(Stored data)
[Start of section]

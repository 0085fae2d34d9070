//! Tag repo: categories, labels, attachment, and the category-switch
//! backup/restore flow.

use sqlx::postgres::PgRow;
use sqlx::{PgConnection, PgPool, Row};
use uuid::Uuid;

use tmark_models::{validate_hex_color, validate_tag_name, Tag, TagValidationError};

use crate::backups::{self, BackupValue};
use crate::error::{or_not_found, StoreError, StoreResult};
use crate::videos;

fn row_to_tag(row: &PgRow) -> Tag {
    Tag {
        id: row.get("id"),
        user_id: row.get("user_id"),
        name: row.get("name"),
        color: row.get("color"),
        is_video_type: row.get("is_video_type"),
        schema_id: row.get("schema_id"),
        created_at: row.get("created_at"),
    }
}

const TAG_COLUMNS: &str = "id, user_id, name, color, is_video_type, schema_id, created_at";

fn validate(name: &str, color: &str) -> StoreResult<()> {
    validate_tag_name(name)?;
    if !validate_hex_color(color) {
        return Err(TagValidationError::InvalidColor.into());
    }
    Ok(())
}

/// Create a tag for a user.
pub async fn create(
    pool: &PgPool,
    user_id: &str,
    name: &str,
    color: &str,
    is_video_type: bool,
    schema_id: Option<Uuid>,
) -> StoreResult<Tag> {
    validate(name, color)?;

    if let Some(schema_id) = schema_id {
        ensure_schema_owned(pool, user_id, schema_id).await?;
    }

    let row = sqlx::query(&format!(
        r#"
        INSERT INTO tags (id, user_id, name, color, is_video_type, schema_id)
        VALUES ($1, $2, $3, $4, $5, $6)
        RETURNING {TAG_COLUMNS}
        "#
    ))
    .bind(Uuid::new_v4())
    .bind(user_id)
    .bind(name.trim())
    .bind(color)
    .bind(is_video_type)
    .bind(schema_id)
    .fetch_one(pool)
    .await?;

    Ok(row_to_tag(&row))
}

async fn ensure_schema_owned(pool: &PgPool, user_id: &str, schema_id: Uuid) -> StoreResult<()> {
    sqlx::query(
        r#"
        SELECT 1 FROM field_schemas fs
        JOIN lists l ON l.id = fs.list_id
        WHERE fs.id = $1 AND l.user_id = $2
        "#,
    )
    .bind(schema_id)
    .bind(user_id)
    .fetch_one(pool)
    .await
    .map_err(|e| or_not_found(e, "schema"))?;
    Ok(())
}

/// Fetch one tag of a user.
pub async fn get(pool: &PgPool, user_id: &str, tag_id: Uuid) -> StoreResult<Tag> {
    let row = sqlx::query(&format!(
        "SELECT {TAG_COLUMNS} FROM tags WHERE id = $1 AND user_id = $2"
    ))
    .bind(tag_id)
    .bind(user_id)
    .fetch_one(pool)
    .await
    .map_err(|e| or_not_found(e, "tag"))?;
    Ok(row_to_tag(&row))
}

/// All tags of a user.
pub async fn list_for_user(pool: &PgPool, user_id: &str) -> StoreResult<Vec<Tag>> {
    let rows = sqlx::query(&format!(
        "SELECT {TAG_COLUMNS} FROM tags WHERE user_id = $1 ORDER BY name"
    ))
    .bind(user_id)
    .fetch_all(pool)
    .await?;
    Ok(rows.iter().map(row_to_tag).collect())
}

/// Update a tag's name, color, or schema reference.
pub async fn update(
    pool: &PgPool,
    user_id: &str,
    tag_id: Uuid,
    name: Option<&str>,
    color: Option<&str>,
    schema_id: Option<Option<Uuid>>,
) -> StoreResult<Tag> {
    let current = get(pool, user_id, tag_id).await?;
    let name = name.unwrap_or(&current.name);
    let color = color.unwrap_or(&current.color);
    validate(name, color)?;

    let schema_id = match schema_id {
        Some(new) => {
            if let Some(schema_id) = new {
                ensure_schema_owned(pool, user_id, schema_id).await?;
            }
            new
        }
        None => current.schema_id,
    };

    let row = sqlx::query(&format!(
        r#"
        UPDATE tags SET name = $3, color = $4, schema_id = $5
        WHERE id = $1 AND user_id = $2
        RETURNING {TAG_COLUMNS}
        "#
    ))
    .bind(tag_id)
    .bind(user_id)
    .bind(name.trim())
    .bind(color)
    .bind(schema_id)
    .fetch_one(pool)
    .await
    .map_err(|e| or_not_found(e, "tag"))?;
    Ok(row_to_tag(&row))
}

/// Delete a tag. Attachments cascade; backups for the category are kept
/// until the tag row goes away.
pub async fn delete(pool: &PgPool, user_id: &str, tag_id: Uuid) -> StoreResult<()> {
    let result = sqlx::query("DELETE FROM tags WHERE id = $1 AND user_id = $2")
        .bind(tag_id)
        .bind(user_id)
        .execute(pool)
        .await?;
    if result.rows_affected() == 0 {
        return Err(StoreError::not_found("tag"));
    }
    Ok(())
}

/// Tags attached to a video, in attachment order.
pub async fn for_video(pool: &PgPool, video_id: Uuid) -> StoreResult<Vec<Tag>> {
    let rows = sqlx::query(&format!(
        r#"
        SELECT {TAG_COLUMNS} FROM tags t
        JOIN video_tags vt ON vt.tag_id = t.id
        WHERE vt.video_id = $1
        ORDER BY vt.attached_at
        "#
    ))
    .bind(video_id)
    .fetch_all(pool)
    .await?;
    Ok(rows.iter().map(row_to_tag).collect())
}

async fn current_category(conn: &mut PgConnection, video_id: Uuid) -> StoreResult<Option<Tag>> {
    let row = sqlx::query(&format!(
        r#"
        SELECT {TAG_COLUMNS} FROM tags t
        JOIN video_tags vt ON vt.tag_id = t.id
        WHERE vt.video_id = $1 AND vt.is_category
        "#
    ))
    .bind(video_id)
    .fetch_optional(conn)
    .await?;
    Ok(row.as_ref().map(row_to_tag))
}

/// Field ids that belong to a category's schema but NOT to the list's
/// workspace default schema. Only these are snapshotted and cleared on a
/// category switch; workspace values persist across categories.
async fn category_only_field_ids(
    conn: &mut PgConnection,
    category: &Tag,
    list_id: Uuid,
) -> StoreResult<Vec<Uuid>> {
    let Some(schema_id) = category.schema_id else {
        return Ok(Vec::new());
    };

    let rows = sqlx::query(
        r#"
        SELECT sf.field_id FROM schema_fields sf
        WHERE sf.schema_id = $1
          AND sf.field_id NOT IN (
              SELECT wsf.field_id FROM schema_fields wsf
              JOIN field_schemas ws ON ws.id = wsf.schema_id
              WHERE ws.list_id = $2 AND ws.is_workspace_default
          )
        "#,
    )
    .bind(schema_id)
    .bind(list_id)
    .fetch_all(conn)
    .await?;
    Ok(rows.iter().map(|row| row.get("field_id")).collect())
}

/// Snapshot the category-only values of a video into the backup store, then
/// remove them from the live store. Caller owns the transaction.
async fn snapshot_and_clear(
    conn: &mut PgConnection,
    video_id: Uuid,
    category: &Tag,
    list_id: Uuid,
) -> StoreResult<()> {
    let field_ids = category_only_field_ids(&mut *conn, category, list_id).await?;

    let values: Vec<BackupValue> = if field_ids.is_empty() {
        Vec::new()
    } else {
        sqlx::query(
            r#"
            SELECT field_id, value_text, value_numeric, value_boolean
            FROM video_field_values
            WHERE video_id = $1 AND field_id = ANY($2)
            ORDER BY field_id
            "#,
        )
        .bind(video_id)
        .bind(&field_ids)
        .fetch_all(&mut *conn)
        .await?
        .iter()
        .map(|row| BackupValue {
            field_id: row.get("field_id"),
            value_text: row.get("value_text"),
            value_numeric: row.get("value_numeric"),
            value_boolean: row.get("value_boolean"),
        })
        .collect()
    };

    backups::upsert(&mut *conn, video_id, category.id, &category.name, &values).await?;

    if !field_ids.is_empty() {
        sqlx::query("DELETE FROM video_field_values WHERE video_id = $1 AND field_id = ANY($2)")
            .bind(video_id)
            .bind(&field_ids)
            .execute(&mut *conn)
            .await?;
    }

    Ok(())
}

/// Outcome of an attach.
#[derive(Debug, Clone, Copy)]
pub struct AttachOutcome {
    /// A backup exists for `(video, attached category)`; the client may
    /// offer a restore.
    pub restore_available: bool,
}

/// Attach a tag to a video.
///
/// Attaching a category while another category is present fails with the
/// category invariant unless `replace_category` is set, in which case the
/// old category's values are snapshotted and cleared before the swap, all in
/// one transaction.
pub async fn attach(
    pool: &PgPool,
    user_id: &str,
    video_id: Uuid,
    tag_id: Uuid,
    replace_category: bool,
) -> StoreResult<AttachOutcome> {
    let tag = get(pool, user_id, tag_id).await?;
    let video = videos::get_for_user(pool, user_id, video_id).await?;

    let mut tx = pool.begin().await?;

    if tag.is_video_type {
        match current_category(&mut tx, video_id).await? {
            Some(current) if current.id == tag.id => {
                // Already the category; nothing to do.
                tx.commit().await?;
                return Ok(AttachOutcome {
                    restore_available: false,
                });
            }
            Some(current) => {
                if !replace_category {
                    return Err(StoreError::CategoryInvariant);
                }
                snapshot_and_clear(&mut tx, video_id, &current, video.list_id).await?;
                sqlx::query("DELETE FROM video_tags WHERE video_id = $1 AND tag_id = $2")
                    .bind(video_id)
                    .bind(current.id)
                    .execute(&mut *tx)
                    .await?;
            }
            None => {}
        }
    }

    sqlx::query(
        r#"
        INSERT INTO video_tags (video_id, tag_id, is_category)
        VALUES ($1, $2, $3)
        ON CONFLICT (video_id, tag_id) DO NOTHING
        "#,
    )
    .bind(video_id)
    .bind(tag_id)
    .bind(tag.is_video_type)
    .execute(&mut *tx)
    .await?;

    let restore_available = if tag.is_video_type {
        backups::exists(&mut tx, video_id, tag_id).await?
    } else {
        false
    };

    tx.commit().await?;
    Ok(AttachOutcome { restore_available })
}

/// Detach a tag from a video. Detaching the category snapshots and clears
/// its values first (a switch "to none").
pub async fn detach(
    pool: &PgPool,
    user_id: &str,
    video_id: Uuid,
    tag_id: Uuid,
) -> StoreResult<()> {
    let tag = get(pool, user_id, tag_id).await?;
    let video = videos::get_for_user(pool, user_id, video_id).await?;

    let mut tx = pool.begin().await?;

    let attached: Option<bool> =
        sqlx::query("SELECT is_category FROM video_tags WHERE video_id = $1 AND tag_id = $2")
            .bind(video_id)
            .bind(tag_id)
            .fetch_optional(&mut *tx)
            .await?
            .map(|row| row.get("is_category"));

    let Some(is_category) = attached else {
        return Err(StoreError::not_found("tag attachment"));
    };

    if is_category {
        snapshot_and_clear(&mut tx, video_id, &tag, video.list_id).await?;
    }

    sqlx::query("DELETE FROM video_tags WHERE video_id = $1 AND tag_id = $2")
        .bind(video_id)
        .bind(tag_id)
        .execute(&mut *tx)
        .await?;

    tx.commit().await?;
    Ok(())
}

/// Re-materialize a category's backed-up values, overwriting any colliding
/// values written since. The video must currently carry that category.
pub async fn restore(
    pool: &PgPool,
    user_id: &str,
    video_id: Uuid,
    category_tag_id: Uuid,
) -> StoreResult<usize> {
    get(pool, user_id, category_tag_id).await?;
    videos::get_for_user(pool, user_id, video_id).await?;

    let backup = backups::get(pool, video_id, category_tag_id)
        .await?
        .ok_or_else(|| StoreError::not_found("backup"))?;

    let mut tx = pool.begin().await?;

    let current = current_category(&mut tx, video_id).await?;
    if current.map(|t| t.id) != Some(category_tag_id) {
        return Err(StoreError::CategoryInvariant);
    }

    for value in &backup.values {
        sqlx::query(
            r#"
            INSERT INTO video_field_values
                (video_id, field_id, value_text, value_numeric, value_boolean, updated_at)
            VALUES ($1, $2, $3, $4, $5, now())
            ON CONFLICT (video_id, field_id) DO UPDATE
            SET value_text = EXCLUDED.value_text,
                value_numeric = EXCLUDED.value_numeric,
                value_boolean = EXCLUDED.value_boolean,
                updated_at = now()
            "#,
        )
        .bind(video_id)
        .bind(value.field_id)
        .bind(&value.value_text)
        .bind(value.value_numeric)
        .bind(value.value_boolean)
        .execute(&mut *tx)
        .await?;
    }

    tx.commit().await?;
    Ok(backup.values.len())
}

[End of section]

◆ WHAT THE EXERCISE ASKS ◆
The count of lines above that contain "switch" is all that should be given.

◆ OUTPUT FOR THIS EXERCISE ◆
3